╭─ MATERIAL PROVIDED

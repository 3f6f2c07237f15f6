//! Cell layout of the cost-structure template.
//!
//! The layout is a flat, versioned table: a block of theme rows plus a list
//! of single-cell bindings. Nothing is inferred from the template itself.

use std::collections::HashSet;

use serde::{Deserialize, Serialize};

use crate::cell::{column_index, CellRef};
use crate::error::ConfigError;

pub const COST_LAYOUT_VERSION: u32 = 1;

#[derive(Debug, Clone, PartialEq, Serialize, Deserialize)]
#[serde(default, deny_unknown_fields)]
pub struct CostLayout {
    pub version: u32,
    /// Worksheet holding every binding.
    pub sheet: String,
    pub themes: ThemeBlock,
    pub bindings: Vec<CellBinding>,
}

/// Contiguous rows, one pre-labeled theme each.
#[derive(Debug, Clone, PartialEq, Serialize, Deserialize)]
#[serde(deny_unknown_fields)]
pub struct ThemeBlock {
    pub first_row: u32,
    pub last_row: u32,
    pub label_column: String,
    /// Pre-authored base hours; scaled by the group count.
    pub hours_column: String,
    pub travel_column: String,
    pub aiu_column: String,
}

impl ThemeBlock {
    pub fn rows(&self) -> std::ops::RangeInclusive<u32> {
        self.first_row..=self.last_row
    }

    /// Column indices (label, hours, travel, aiu), 1-based.
    pub fn columns(&self) -> Result<ThemeColumns, ConfigError> {
        let col = |name: &str, value: &str| {
            column_index(value).ok_or_else(|| {
                ConfigError::Validation(format!("themes.{name}: '{value}' is not a column"))
            })
        };
        Ok(ThemeColumns {
            label: col("label_column", &self.label_column)?,
            hours: col("hours_column", &self.hours_column)?,
            travel: col("travel_column", &self.travel_column)?,
            aiu: col("aiu_column", &self.aiu_column)?,
        })
    }
}

#[derive(Debug, Clone, Copy, PartialEq, Eq)]
pub struct ThemeColumns {
    pub label: u32,
    pub hours: u32,
    pub travel: u32,
    pub aiu: u32,
}

#[derive(Debug, Clone, PartialEq, Serialize, Deserialize)]
#[serde(deny_unknown_fields)]
pub struct CellBinding {
    pub address: String,
    pub source: CostField,
    #[serde(default)]
    pub transform: Transform,
}

impl CellBinding {
    pub fn new(address: &str, source: CostField) -> Self {
        let transform = if source == CostField::AiuPercent {
            Transform::Fraction
        } else {
            Transform::Identity
        };
        Self {
            address: address.to_string(),
            source,
            transform,
        }
    }
}

/// Values a single cell can be bound to.
#[derive(Debug, Clone, Copy, PartialEq, Eq, Hash, Serialize, Deserialize)]
#[serde(rename_all = "snake_case")]
pub enum CostField {
    HotelRate,
    TransportCost,
    Trips,
    /// One overnight per trip.
    HotelNights,
    /// trips × travel hours
    TripTravelHours,
    SnackUnitPrice,
    SnackUnits,
    TotalStudents,
    TotalTeachers,
    AiuPercent,
}

#[derive(Debug, Clone, Copy, Default, PartialEq, Eq, Serialize, Deserialize)]
#[serde(rename_all = "snake_case")]
pub enum Transform {
    #[default]
    Identity,
    /// Percentage stored as a fraction (÷ 100).
    Fraction,
}

impl Default for CostLayout {
    fn default() -> Self {
        use CostField::*;
        Self {
            version: COST_LAYOUT_VERSION,
            sheet: "Estructura de costos".to_string(),
            themes: ThemeBlock {
                first_row: 8,
                last_row: 15,
                label_column: "B".to_string(),
                hours_column: "D".to_string(),
                travel_column: "E".to_string(),
                aiu_column: "F".to_string(),
            },
            bindings: vec![
                CellBinding::new("C20", HotelRate),
                CellBinding::new("C21", TransportCost),
                CellBinding::new("C22", Trips),
                CellBinding::new("C23", HotelNights),
                CellBinding::new("C24", TripTravelHours),
                CellBinding::new("C26", SnackUnitPrice),
                CellBinding::new("C27", SnackUnits),
                CellBinding::new("C29", TotalStudents),
                CellBinding::new("C30", TotalTeachers),
                CellBinding::new("C32", AiuPercent),
                CellBinding::new("H40", AiuPercent),
            ],
        }
    }
}

impl CostLayout {
    pub fn validate(&self) -> Result<(), ConfigError> {
        if self.version != COST_LAYOUT_VERSION {
            return Err(ConfigError::Validation(format!(
                "cost layout version {} is not supported (expected {COST_LAYOUT_VERSION})",
                self.version
            )));
        }
        if self.sheet.trim().is_empty() {
            return Err(ConfigError::Validation("cost.sheet must not be empty".into()));
        }

        let t = &self.themes;
        if t.first_row == 0 || t.first_row > t.last_row {
            return Err(ConfigError::Validation(format!(
                "themes: invalid row range {}..={}",
                t.first_row, t.last_row
            )));
        }
        let cols = t.columns()?;
        let distinct: HashSet<u32> = [cols.label, cols.hours, cols.travel, cols.aiu].into();
        if distinct.len() != 4 {
            return Err(ConfigError::Validation("themes: columns must be distinct".into()));
        }

        let mut seen = HashSet::new();
        for binding in &self.bindings {
            let cell = CellRef::parse(&binding.address).ok_or_else(|| {
                ConfigError::Validation(format!("binding '{}' is not a cell address", binding.address))
            })?;
            if !seen.insert(cell) {
                return Err(ConfigError::Validation(format!("cell {cell} is bound twice")));
            }
            if t.rows().contains(&cell.row) && distinct.contains(&cell.col) {
                return Err(ConfigError::Validation(format!(
                    "cell {cell} overlaps the theme block"
                )));
            }
            // every AIU address holds the same fraction
            let expected = if binding.source == CostField::AiuPercent {
                Transform::Fraction
            } else {
                Transform::Identity
            };
            if binding.transform != expected {
                return Err(ConfigError::Validation(format!(
                    "cell {cell}: {:?} must use the {:?} transform",
                    binding.source, expected
                )));
            }
        }
        Ok(())
    }
}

╰─

:: ABOUT THIS EXERCISE ::
If a line in the records holds the string "must", copy it.

:: RESPONSE ::
            return Err(ConfigError::Validation("cost.sheet must not be empty".into()));
            return Err(ConfigError::Validation("themes: columns must be distinct".into()));
                    "cell {cell}: {:?} must use the {:?} transform",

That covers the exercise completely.